> _TO DO_:
Transcribe only the lines between the first line of the records and the line containing "pub fn new(base: Duration, max: Duration)", inclusive, exactly as written.

> _WORKING DATA_:
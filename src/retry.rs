// src/retry.rs

//! Retry budgets and exponential backoff.

use std::time::Duration;

/// Doubling delay, capped at `max`.
#[derive(Debug, Clone, Copy, PartialEq, Eq)]
pub struct Backoff {
    pub base: Duration,
    pub max: Duration,
}

impl Backoff {
    pub fn new(base: Duration, max: Duration) -> Self {
        Self { base, max }
    }

    /// Delay before the `n`-th retry (1-based). `n == 0` yields zero.
    pub fn delay(&self, n: u32) -> Duration {
        if n == 0 || self.base.is_zero() {
            return Duration::ZERO;
        }
        let factor = 1u32.checked_shl(n - 1).unwrap_or(u32::MAX);
        self.base
            .checked_mul(factor)
            .map_or(self.max, |d| d.min(self.max))
    }
}

/// Kernel-wide retry settings.
#[derive(Debug, Clone, Copy, PartialEq, Eq)]
pub struct RetryPolicy {
    /// Retries for apps that do not set their own budget.
    pub default_retries: u32,
    pub backoff: Backoff,
}

impl Default for RetryPolicy {
    fn default() -> Self {
        Self {
            default_retries: 0,
            backoff: Backoff::new(Duration::ZERO, Duration::from_secs(60)),
        }
    }
}

impl RetryPolicy {
    pub fn with_retries(default_retries: u32) -> Self {
        Self {
            default_retries,
            ..Self::default()
        }
    }

    /// Effective budget for an app.
    pub fn budget(&self, app_retries: Option<u32>) -> u32 {
        app_retries.unwrap_or(self.default_retries)
    }

    /// Delay before re-dispatching after `failed_attempts` failures.
    pub fn delay_after(&self, failed_attempts: u32) -> Duration {
        self.backoff.delay(failed_attempts)
    }
}
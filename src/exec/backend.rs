// src/exec/backend.rs

//! Pluggable executor backend abstraction.
//!
//! The kernel talks to executors only through [`ExecutorBackend`]. Production
//! code uses the closed [`Executor`] enum (local worker pool or batch
//! scheduler); tests can provide their own implementation that records what
//! was dispatched and reports completions directly.
//!
//! Contract: every successful `submit` is followed by exactly one
//! `completed` report on the [`CompletionSink`], even if the attempt is
//! cancelled or the executor shuts down.

use std::path::PathBuf;

use crate::dag::{DispatchedTask, ExecHandle};
use crate::engine::CompletionSink;
use crate::errors::Result;
use crate::exec::batch::BatchExecutor;
use crate::exec::local::LocalExecutor;
use crate::types::BoxFuture;

/// What the kernel hands an executor when it starts.
#[derive(Debug, Clone)]
pub struct ExecContext {
    /// This kernel's run directory; staged outputs go below it.
    pub run_dir: PathBuf,
    pub sink: CompletionSink,
}

/// Executor-side state of one attempt.
#[derive(Debug, Clone, Copy, PartialEq, Eq)]
pub enum ExecStatus {
    /// Accepted, waiting for a worker or in the scheduler queue.
    Queued,
    Running,
    /// Finished (or never known to this executor).
    Done,
    /// The executor cannot tell right now.
    Unknown,
}

/// Trait abstracting how dispatched tasks are executed.
pub trait ExecutorBackend: Send + Sync {
    fn name(&self) -> &str;

    /// Upper bound on attempts running at the same time.
    fn max_workers(&self) -> usize;

    /// Called once by the kernel before the first `submit`.
    fn start(&self, ctx: ExecContext) -> Result<()>;

    /// Accept one attempt. Returning `Err` means no completion will follow.
    fn submit(&self, task: DispatchedTask) -> BoxFuture<'_, Result<ExecHandle>>;

    fn poll(&self, handle: ExecHandle) -> BoxFuture<'_, ExecStatus>;

    /// Best-effort stop. The attempt still produces its completion report.
    fn cancel(&self, handle: ExecHandle) -> BoxFuture<'_, Result<()>>;

    /// Stop everything still running and release resources.
    fn shutdown(&self) -> BoxFuture<'_, Result<()>>;
}

/// The executors the kernel ships with.
#[derive(Debug)]
pub enum Executor {
    Local(LocalExecutor),
    Batch(BatchExecutor),
}

impl ExecutorBackend for Executor {
    fn name(&self) -> &str {
        match self {
            Executor::Local(e) => e.name(),
            Executor::Batch(e) => e.name(),
        }
    }

    fn max_workers(&self) -> usize {
        match self {
            Executor::Local(e) => e.max_workers(),
            Executor::Batch(e) => e.max_workers(),
        }
    }

    fn start(&self, ctx: ExecContext) -> Result<()> {
        match self {
            Executor::Local(e) => e.start(ctx),
            Executor::Batch(e) => e.start(ctx),
        }
    }

    fn submit(&self, task: DispatchedTask) -> BoxFuture<'_, Result<ExecHandle>> {
        match self {
            Executor::Local(e) => e.submit(task),
            Executor::Batch(e) => e.submit(task),
        }
    }

    fn poll(&self, handle: ExecHandle) -> BoxFuture<'_, ExecStatus> {
        match self {
            Executor::Local(e) => e.poll(handle),
            Executor::Batch(e) => e.poll(handle),
        }
    }

    fn cancel(&self, handle: ExecHandle) -> BoxFuture<'_, Result<()>> {
        match self {
            Executor::Local(e) => e.cancel(handle),
            Executor::Batch(e) => e.cancel(handle),
        }
    }

    fn shutdown(&self) -> BoxFuture<'_, Result<()>> {
        match self {
            Executor::Local(e) => e.shutdown(),
            Executor::Batch(e) => e.shutdown(),
        }
    }
}
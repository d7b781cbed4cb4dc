// src/provider/templates.rs

//! Submit script templates, rendered with minijinja.
//!
//! Every template sees the [`JobContext`](crate::provider::resources::JobContext)
//! fields plus `body` (the wrapper that runs the command), `script_path` and
//! `scheduler_stdout` / `scheduler_stderr`.

use minijinja::Environment;
use serde::Serialize;

use crate::errors::Result;
use crate::provider::resources::JobContext;

/// Runs the command in `workdir` and records its exit code next to the
/// captured output.
pub const WRAPPER_BODY: &str = "\
cd {{ workdir }} || exit 1
( {{ command }} ) > {{ stdout }} 2> {{ stderr }}
echo $? > {{ exitcode }}
";

pub const SLURM_TEMPLATE: &str = "\
#!/bin/bash
#SBATCH --job-name={{ job_name }}
#SBATCH --nodes={{ nodes }}
#SBATCH --ntasks-per-node={{ tasks_per_node }}
{% if walltime %}
#SBATCH --time={{ walltime }}
{% endif %}
{% if queue %}
#SBATCH --partition={{ queue }}
{% endif %}
{% if account %}
#SBATCH --account={{ account }}
{% endif %}
#SBATCH --output={{ scheduler_stdout }}
#SBATCH --error={{ scheduler_stderr }}
{% if scheduler_options %}
{{ scheduler_options }}
{% endif %}

{{ body }}";

pub const TORQUE_TEMPLATE: &str = "\
#!/bin/bash
#PBS -N {{ job_name }}
#PBS -l nodes={{ nodes }}:ppn={{ tasks_per_node }}
{% if walltime %}
#PBS -l walltime={{ walltime }}
{% endif %}
{% if queue %}
#PBS -q {{ queue }}
{% endif %}
{% if account %}
#PBS -A {{ account }}
{% endif %}
#PBS -o {{ scheduler_stdout }}
#PBS -e {{ scheduler_stderr }}
{% if scheduler_options %}
{{ scheduler_options }}
{% endif %}

{{ body }}";

pub const COBALT_TEMPLATE: &str = "\
#!/bin/bash
#COBALT -n {{ nodes }}
{% if walltime %}
#COBALT -t {{ walltime }}
{% endif %}
{% if queue %}
#COBALT -q {{ queue }}
{% endif %}
{% if account %}
#COBALT -A {{ account }}
{% endif %}
#COBALT -o {{ scheduler_stdout }}
#COBALT -e {{ scheduler_stderr }}
{% if scheduler_options %}
{{ scheduler_options }}
{% endif %}

{{ body }}";

/// HTCondor wants a submit description plus a separate executable; this is
/// the description, the executable is [`PLAIN_SCRIPT`].
pub const CONDOR_TEMPLATE: &str = "\
universe = vanilla
executable = {{ script_path }}
output = {{ scheduler_stdout }}
error = {{ scheduler_stderr }}
log = {{ script_path }}.log
request_cpus = {{ tasks_per_node }}
{% if walltime_seconds %}
periodic_remove = (JobStatus == 2) && (time() - EnteredCurrentStatus) > {{ walltime_seconds }}
{% endif %}
{% if scheduler_options %}
{{ scheduler_options }}
{% endif %}
queue 1
";

pub const LOCAL_TEMPLATE: &str = "\
#!/bin/sh
{{ body }}";

pub const PLAIN_SCRIPT: &str = LOCAL_TEMPLATE;

#[derive(Debug, Serialize)]
struct WrapperContext<'a> {
    workdir: &'a str,
    command: &'a str,
    stdout: &'a str,
    stderr: &'a str,
    exitcode: &'a str,
}

/// Everything a scheduler template can reference.
#[derive(Debug, Serialize)]
pub struct ScriptContext<'a> {
    #[serde(flatten)]
    pub job: JobContext<'a>,
    pub walltime_seconds: Option<u64>,
    pub body: String,
    pub script_path: String,
    pub scheduler_stdout: String,
    pub scheduler_stderr: String,
}

fn environment() -> Environment<'static> {
    let mut env = Environment::new();
    env.set_trim_blocks(true);
    env.set_lstrip_blocks(true);
    env.set_undefined_behavior(minijinja::UndefinedBehavior::Strict);
    env
}

/// Render the wrapper body. Paths and the command are inserted as given;
/// the caller quotes them.
pub fn render_wrapper(
    workdir: &str,
    command: &str,
    stdout: &str,
    stderr: &str,
    exitcode: &str,
) -> Result<String> {
    let ctx = WrapperContext {
        workdir,
        command,
        stdout,
        stderr,
        exitcode,
    };
    Ok(environment().render_str(WRAPPER_BODY, ctx)?)
}

/// Render a scheduler template.
pub fn render_script(template: &str, ctx: &ScriptContext<'_>) -> Result<String> {
    Ok(environment().render_str(template, ctx)?)
}
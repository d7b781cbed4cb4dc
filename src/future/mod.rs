// src/future/mod.rs

//! Futures handed back to callers at submission time.
//!
//! - [`app_future`] holds [`AppFuture`], the single-assignment result of one
//!   submitted app, with ordered exactly-once continuations.
//! - [`data_future`] holds [`DataFuture`], a view on one declared output file.

pub mod app_future;
pub mod data_future;

pub use app_future::{AppFuture, AppValue, Outcome};
pub use data_future::DataFuture;
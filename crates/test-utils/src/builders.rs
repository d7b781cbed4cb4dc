#![allow(dead_code)]

use std::path::{Path, PathBuf};
use std::sync::Arc;
use std::time::Duration;

use dagkernel::app::{AppBuilder, AppDescriptor};
use dagkernel::config::{parse_and_validate, KernelConfig};
use dagkernel::errors::Result;
use dagkernel::exec::{ExecutorBackend, ExecutorRegistry};
use dagkernel::kernel::{DataFlowKernel, KernelOptions};
use dagkernel::retry::RetryPolicy;

/// Builder for workflow TOML, to simplify config test setup.
///
/// Sections are emitted in the order they were added.
#[derive(Debug, Clone, Default)]
pub struct ConfigBuilder {
    kernel: Vec<String>,
    sections: Vec<String>,
}

impl ConfigBuilder {
    pub fn new() -> Self {
        Self::default()
    }

    /// Add `key = value` (value given as TOML) to `[kernel]`.
    pub fn kernel(mut self, key: &str, value: &str) -> Self {
        self.kernel.push(format!("{key} = {value}"));
        self
    }

    pub fn local_executor(mut self, name: &str, max_workers: usize) -> Self {
        self.sections.push(format!(
            "[executor.{name}]\nkind = \"local\"\nmax_workers = {max_workers}\n"
        ));
        self
    }

    /// Add a raw section, e.g. a batch executor with its provider.
    pub fn section(mut self, toml: &str) -> Self {
        self.sections.push(toml.to_string());
        self
    }

    pub fn task(self, name: &str, task: TaskBuilder) -> Self {
        self.section(&task.render(name))
    }

    pub fn to_toml(&self) -> String {
        let mut out = String::new();
        if !self.kernel.is_empty() {
            out.push_str("[kernel]\n");
            for line in &self.kernel {
                out.push_str(line);
                out.push('\n');
            }
            out.push('\n');
        }
        for section in &self.sections {
            out.push_str(section);
            out.push('\n');
        }
        out
    }

    pub fn try_build(&self) -> Result<KernelConfig> {
        parse_and_validate(&self.to_toml())
    }

    pub fn build(&self) -> KernelConfig {
        self.try_build()
            .expect("Failed to build valid config from builder")
    }

    /// Write the config as `dagkernel.toml` into `dir`.
    pub fn write_to(&self, dir: &Path) -> PathBuf {
        let path = dir.join("dagkernel.toml");
        std::fs::write(&path, self.to_toml()).expect("write config");
        path
    }
}

/// Builder for one `[task.<name>]` section.
#[derive(Debug, Clone)]
pub struct TaskBuilder {
    lines: Vec<String>,
}

impl TaskBuilder {
    pub fn new(cmd: &str) -> Self {
        Self {
            lines: vec![format!("cmd = {}", toml_str(cmd))],
        }
    }

    /// `args.<key> = value` (value given as TOML, e.g. `"\"@A\""` or `"3"`).
    pub fn arg(mut self, key: &str, value: &str) -> Self {
        self.lines.push(format!("args.{key} = {value}"));
        self
    }

    /// `args.<key> = "@task"`.
    pub fn arg_from(self, key: &str, task: &str) -> Self {
        let value = toml_str(&format!("@{task}"));
        self.arg(key, &value)
    }

    pub fn after(mut self, deps: &[&str]) -> Self {
        self.lines.push(format!("after = {}", toml_list(deps)));
        self
    }

    pub fn outputs(mut self, files: &[&str]) -> Self {
        self.lines.push(format!("outputs = {}", toml_list(files)));
        self
    }

    pub fn executor(mut self, name: &str) -> Self {
        self.lines.push(format!("executor = {}", toml_str(name)));
        self
    }

    pub fn retries(mut self, n: u32) -> Self {
        self.lines.push(format!("retries = {n}"));
        self
    }

    pub fn walltime(mut self, walltime: &str) -> Self {
        self.lines.push(format!("walltime = {}", toml_str(walltime)));
        self
    }

    fn render(&self, name: &str) -> String {
        format!("[task.{name}]\n{}\n", self.lines.join("\n"))
    }
}

fn toml_str(s: &str) -> String {
    format!("{s:?}")
}

fn toml_list(items: &[&str]) -> String {
    let quoted: Vec<String> = items.iter().map(|s| toml_str(s)).collect();
    format!("[{}]", quoted.join(", "))
}

/// Kernel options writing run directories below `base`.
pub fn options_in(base: &Path) -> KernelOptions {
    KernelOptions {
        run_dir: base.join("runinfo"),
        retry: RetryPolicy::default(),
        default_executor: None,
        shutdown_timeout: Duration::from_secs(5),
        fail_fast: false,
    }
}

/// Start a kernel over a single executor.
pub fn kernel_with<E>(executor: E, base: &Path) -> DataFlowKernel
where
    E: ExecutorBackend + 'static,
{
    kernel_with_options(executor, options_in(base))
}

pub fn kernel_with_options<E>(executor: E, options: KernelOptions) -> DataFlowKernel
where
    E: ExecutorBackend + 'static,
{
    let registry = ExecutorRegistry::new()
        .with(executor)
        .expect("register executor");
    DataFlowKernel::new(registry, options).expect("start kernel")
}

/// Native app returning its `x` keyword argument plus one.
pub fn add_one() -> Arc<AppDescriptor> {
    AppBuilder::native("add_one", |args| {
        let x = args
            .get_i64("x")
            .ok_or_else(|| anyhow::anyhow!("missing integer argument x"))?;
        Ok(serde_json::json!(x + 1))
    })
    .build()
}

/// Native app returning `value`.
pub fn constant(value: serde_json::Value) -> Arc<AppDescriptor> {
    AppBuilder::native("constant", move |_| Ok(value.clone())).build()
}

/// Native app that always fails with `message`.
pub fn failing(message: &'static str) -> Arc<AppDescriptor> {
    AppBuilder::native("failing", move |_| Err(anyhow::anyhow!(message))).build()
}

/// Shell app running `cmd` as-is.
pub fn shell(name: &str, cmd: &str) -> Arc<AppDescriptor> {
    AppBuilder::shell(name, cmd).build()
}
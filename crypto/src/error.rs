use cryptorand_types::ErrorCode;
use thiserror::Error;

/// Errors produced by entropy reads and the helpers built on them.
#[derive(Debug, Error)]
pub enum RandError {
    /// The entropy stream was closed, came up short, or reported an I/O error.
    #[error("entropy read failed: {0}")]
    Entropy(#[from] std::io::Error),

    #[error("invalid argument: {0}")]
    InvalidArgument(String),
}

impl RandError {
    /// Map to a platform error code.
    pub fn error_code(&self) -> ErrorCode {
        match self {
            RandError::Entropy(_) => ErrorCode::EntropyUnavailable,
            RandError::InvalidArgument(_) => ErrorCode::InvalidArgument,
        }
    }
}

pub type RandResult<T> = Result<T, RandError>;
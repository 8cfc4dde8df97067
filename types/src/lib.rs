mod error_code;

pub use error_code::ErrorCode;
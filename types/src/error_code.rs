use serde::{Deserialize, Serialize};
use std::fmt;

/// Platform-wide error codes.
#[derive(Debug, Clone, Copy, PartialEq, Eq, Hash, Serialize, Deserialize)]
pub enum ErrorCode {
    // Generic
    InvalidArgument,

    // Entropy
    EntropyUnavailable,
}

impl ErrorCode {
    /// Returns a short string code suitable for API responses.
    pub fn as_str(&self) -> &'static str {
        match self {
            ErrorCode::InvalidArgument => "INVALID_ARGUMENT",
            ErrorCode::EntropyUnavailable => "ENTROPY_UNAVAILABLE",
        }
    }
}

impl fmt::Display for ErrorCode {
    fn fmt(&self, f: &mut fmt::Formatter<'_>) -> fmt::Result {
        write!(f, "{}", self.as_str())
    }
}

#[cfg(test)]
mod tests {
    use super::*;

    #[test]
    fn error_code_display() {
        assert_eq!(ErrorCode::InvalidArgument.to_string(), "INVALID_ARGUMENT");
        assert_eq!(
            ErrorCode::EntropyUnavailable.to_string(),
            "ENTROPY_UNAVAILABLE"
        );
    }

    #[test]
    fn error_code_as_str() {
        assert_eq!(ErrorCode::EntropyUnavailable.as_str(), "ENTROPY_UNAVAILABLE");
    }
}
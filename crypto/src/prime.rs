//! Random prime generation over an entropy stream.

use std::io::Read;

use num_bigint::BigUint;
use num_traits::{One, Zero};
use serde::{Deserialize, Serialize};
use zeroize::Zeroizing;

use crate::bigint::random_big_int;
use crate::entropy::read_full;
use crate::error::{RandError, RandResult};

const SMALL_PRIMES: [u32; 15] = [2, 3, 5, 7, 11, 13, 17, 19, 23, 29, 31, 37, 41, 43, 47];

/// Tuning for the probabilistic primality test.
#[derive(Debug, Clone, Copy, PartialEq, Eq, Serialize, Deserialize)]
#[serde(default)]
pub struct PrimalityConfig {
    /// Miller-Rabin rounds per candidate. A composite survives one round
    /// with probability at most 1/4.
    pub rounds: u32,
}

impl Default for PrimalityConfig {
    fn default() -> Self {
        Self { rounds: 20 }
    }
}

impl PrimalityConfig {
    pub fn validate(&self) -> RandResult<()> {
        if self.rounds == 0 {
            return Err(RandError::InvalidArgument(
                "primality test needs at least one round".into(),
            ));
        }
        Ok(())
    }
}

/// A random prime of exactly `bits` bits, using the default
/// [`PrimalityConfig`].
pub fn random_prime<R: Read + ?Sized>(reader: &mut R, bits: usize) -> RandResult<BigUint> {
    random_prime_with(reader, bits, &PrimalityConfig::default())
}

/// A random prime of exactly `bits` bits.
///
/// The top two bits of every candidate are set, so the product of two such
/// primes has exactly `2 * bits` bits. Witnesses for the primality test are
/// drawn from the same stream.
pub fn random_prime_with<R: Read + ?Sized>(
    reader: &mut R,
    bits: usize,
    config: &PrimalityConfig,
) -> RandResult<BigUint> {
    config.validate()?;
    if bits < 2 {
        return Err(RandError::InvalidArgument(format!(
            "prime size must be at least 2 bits, got {bits}"
        )));
    }

    let top_bits = match bits % 8 {
        0 => 8,
        b => b,
    };
    let mut bytes = Zeroizing::new(vec![0u8; bits.div_ceil(8)]);
    let last = bytes.len() - 1;
    let mut candidates: u64 = 0;

    loop {
        read_full(reader, &mut bytes)?;
        candidates += 1;

        bytes[0] &= ((1u16 << top_bits) - 1) as u8;
        if top_bits >= 2 {
            bytes[0] |= 3u8 << (top_bits - 2);
        } else {
            bytes[0] |= 1;
            if last > 0 {
                bytes[1] |= 0x80;
            }
        }
        bytes[last] |= 1;

        let candidate = BigUint::from_bytes_be(&bytes);
        if is_probable_prime(reader, &candidate, config.rounds)? {
            tracing::debug!(bits, candidates, "generated random prime");
            return Ok(candidate);
        }
    }
}

/// Miller-Rabin test with `rounds` random bases drawn from `reader`.
///
/// Numbers up to 47 and multiples of the primes below it are decided by
/// trial division without reading the stream.
pub fn is_probable_prime<R: Read + ?Sized>(
    reader: &mut R,
    n: &BigUint,
    rounds: u32,
) -> RandResult<bool> {
    let one = BigUint::one();
    if n <= &one {
        return Ok(false);
    }
    for p in SMALL_PRIMES {
        let p = BigUint::from(p);
        if n == &p {
            return Ok(true);
        }
        if (n % &p).is_zero() {
            return Ok(false);
        }
    }

    let n_minus_one = n - &one;
    let s = n_minus_one.trailing_zeros().unwrap_or(0);
    let d = &n_minus_one >> s;
    // bases are drawn from [2, n - 2]
    let base_span = n - 3u32;

    'witness: for _ in 0..rounds {
        let a = random_big_int(reader, &base_span)? + 2u32;
        let mut x = a.modpow(&d, n);
        if x == one || x == n_minus_one {
            continue;
        }
        for _ in 1..s {
            x = (&x * &x) % n;
            if x == n_minus_one {
                continue 'witness;
            }
        }
        return Ok(false);
    }
    Ok(true)
}

#[cfg(test)]
mod tests {
    use super::*;
    use crate::entropy::OsEntropy;
    use std::io::Cursor;

    fn probable_prime(n: &BigUint) -> bool {
        is_probable_prime(&mut OsEntropy, n, 20).unwrap()
    }

    #[test]
    fn default_config() {
        let cfg = PrimalityConfig::default();
        assert_eq!(cfg.rounds, 20);
        assert!(cfg.validate().is_ok());
    }

    #[test]
    fn config_from_json() {
        let cfg: PrimalityConfig = serde_json::from_str("{}").unwrap();
        assert_eq!(cfg, PrimalityConfig::default());

        let cfg: PrimalityConfig = serde_json::from_str(r#"{"rounds": 40}"#).unwrap();
        assert_eq!(cfg.rounds, 40);
    }

    #[test]
    fn zero_rounds_is_invalid() {
        let cfg = PrimalityConfig { rounds: 0 };
        assert!(cfg.validate().is_err());
        let err = random_prime_with(&mut OsEntropy, 64, &cfg).unwrap_err();
        assert!(matches!(err, RandError::InvalidArgument(_)));
    }

    #[test]
    fn recognises_primes() {
        for n in [2u64, 3, 5, 47, 53, 7919, 65_537, (1 << 61) - 1] {
            assert!(probable_prime(&BigUint::from(n)), "{n} should be prime");
        }
        let m127 = (BigUint::one() << 127u32) - 1u32;
        assert!(probable_prime(&m127));
    }

    #[test]
    fn rejects_composites() {
        // Includes Carmichael numbers and a strong pseudoprime to bases 2, 3, 5, 7.
        for n in [0u64, 1, 4, 49, 561, 41_041, 3_215_031_751, (1 << 61) + 1] {
            assert!(!probable_prime(&BigUint::from(n)), "{n} should be composite");
        }
    }

    #[test]
    fn primes_have_requested_size() {
        for bits in [2usize, 3, 8, 9, 16, 64, 256] {
            let p = random_prime(&mut OsEntropy, bits).unwrap();
            assert_eq!(p.bits(), bits as u64, "wrong size for {bits}-bit prime");
            assert!(probable_prime(&p));
        }
    }

    #[test]
    fn smallest_sizes_are_fixed() {
        assert_eq!(random_prime(&mut OsEntropy, 2).unwrap(), BigUint::from(3u32));
        assert_eq!(random_prime(&mut OsEntropy, 3).unwrap(), BigUint::from(7u32));
    }

    #[test]
    fn top_two_bits_are_set() {
        for _ in 0..10 {
            let p = random_prime(&mut OsEntropy, 128).unwrap();
            assert!(p.bit(127) && p.bit(126));
        }
    }

    #[test]
    fn rejected_candidates_are_skipped() {
        // 0x02 -> 0xc3 = 195 (divisible by 3), 0x06 -> 0xc7 = 199 (prime).
        let mut stream = Cursor::new([0x02u8, 0x06]).chain(OsEntropy);
        let p = random_prime(&mut stream, 8).unwrap();
        assert_eq!(p, BigUint::from(199u32));
    }

    #[test]
    fn too_few_bits() {
        for bits in [0, 1] {
            let err = random_prime(&mut OsEntropy, bits).unwrap_err();
            assert!(matches!(err, RandError::InvalidArgument(_)));
        }
    }

    #[test]
    fn short_stream_is_an_error() {
        let mut stream = Cursor::new([0xffu8; 3]);
        let err = random_prime(&mut stream, 64).unwrap_err();
        assert!(matches!(err, RandError::Entropy(_)));
    }
}
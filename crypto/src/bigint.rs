use std::io::Read;

use num_bigint::BigUint;
use num_traits::{One, Zero};
use zeroize::Zeroizing;

use crate::entropy::read_full;
use crate::error::{RandError, RandResult};

/// A uniform random integer in `[0, max)` drawn from `reader`.
///
/// Reads just enough bytes to cover the bit length of `max - 1`, masks the
/// excess high bits and redraws until the candidate falls below `max`.
/// `max == 1` returns zero without touching the stream.
pub fn random_big_int<R: Read + ?Sized>(reader: &mut R, max: &BigUint) -> RandResult<BigUint> {
    if max.is_zero() {
        return Err(RandError::InvalidArgument(
            "upper bound must be positive".into(),
        ));
    }

    let limit = max - BigUint::one();
    let bit_len = limit.bits();
    if bit_len == 0 {
        return Ok(BigUint::zero());
    }

    let len = bit_len.div_ceil(8) as usize;
    let top_bits = match bit_len % 8 {
        0 => 8,
        b => b,
    };
    let mut bytes = Zeroizing::new(vec![0u8; len]);

    loop {
        read_full(reader, &mut bytes)?;
        bytes[0] &= ((1u16 << top_bits) - 1) as u8;

        let candidate = BigUint::from_bytes_be(&bytes);
        if &candidate < max {
            return Ok(candidate);
        }
        tracing::trace!(bits = bit_len, "big integer candidate out of range, redrawing");
    }
}
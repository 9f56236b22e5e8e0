//! Record endpoints
//!
//! One generic create and one generic list handler, instantiated per record
//! kind in the router:
//! - POST /api/{kind}s - validate and store a record
//! - GET  /api/{kind}s?limit=N - list stored records

use crate::api::AppState;
use crate::error::{ApiError, Result};
use crate::schema::{Record, ValidationError, Violation, ViolationKind};
use crate::store::{document_id, reshape_identifier, Document};
use axum::{
    extract::{Query, State},
    Json,
};
use axum_extra::extract::WithRejection;
use serde::{Deserialize, Serialize};
use serde_json::Value;
use tracing::{debug, info};

#[derive(Debug, Deserialize)]
pub struct ListQuery {
    pub limit: Option<i64>,
}

#[derive(Debug, Serialize)]
pub struct CreatedResponse {
    pub id: String,
    pub message: String,
}

pub async fn create_record<R: Record>(
    State(state): State<AppState>,
    WithRejection(Json(body), _): WithRejection<Json<Value>, ApiError>,
) -> Result<Json<CreatedResponse>> {
    let kind = R::KIND;
    let collection = kind.collection();

    // Validate before touching the store so bad input never reaches it
    let record: R = state.registry.validate(&body)?;
    let store = state.store()?;

    let document = match serde_json::to_value(&record) {
        Ok(Value::Object(map)) => map,
        Ok(other) => {
            return Err(ApiError::Internal(format!(
                "{} serialized to a non-object: {}",
                kind.name(),
                other
            )))
        }
        Err(e) => return Err(ApiError::Internal(e.to_string())),
    };

    let created = store.create_document(collection, document).await?;
    let id = document_id(&created).ok_or_else(|| ApiError::Persistence {
        collection: collection.to_string(),
        cause: "store returned no identifier".to_string(),
    })?;

    info!("Created {} record {} in '{}'", kind.name(), id, collection);

    Ok(Json(CreatedResponse {
        id,
        message: kind.created_message().to_string(),
    }))
}

pub async fn list_records<R: Record>(
    State(state): State<AppState>,
    WithRejection(Query(query), _): WithRejection<Query<ListQuery>, ApiError>,
) -> Result<Json<Vec<Document>>> {
    let kind = R::KIND;
    let limit = resolve_limit(
        query.limit,
        kind.default_list_limit(),
        state.config.max_list_limit,
    )?;

    let store = state.store()?;
    let documents = store
        .get_documents(kind.collection(), &Document::new(), limit)
        .await?;

    debug!(
        "Listed {} {} records (limit {})",
        documents.len(),
        kind.name(),
        limit
    );

    Ok(Json(documents.into_iter().map(reshape_identifier).collect()))
}

/// Missing limits take the kind's default; every limit is clamped to `max`.
fn resolve_limit(
    requested: Option<i64>,
    default: u32,
    max: u32,
) -> std::result::Result<u32, ValidationError> {
    match requested {
        None => Ok(default.min(max)),
        Some(n) if n < 0 => Err(ValidationError::single(
            "query",
            Violation::new(
                "limit",
                ViolationKind::OutOfRange,
                "Input should be greater than or equal to 0",
            ),
        )),
        Some(n) => Ok(u32::try_from(n).unwrap_or(u32::MAX).min(max)),
    }
}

> _OUTPUT FOR THIS TASK_:
filename src/retry.rs
// src/retry.rs

//! Retry budgets and exponential backoff.

use std::time::Duration;

/// Doubling delay, capped at `max`.
#[derive(Debug, Clone, Copy, PartialEq, Eq)]
pub struct Backoff {
    pub base: Duration,
    pub max: Duration,
}

impl Backoff {
    pub fn new(base: Duration, max: Duration) -> Self {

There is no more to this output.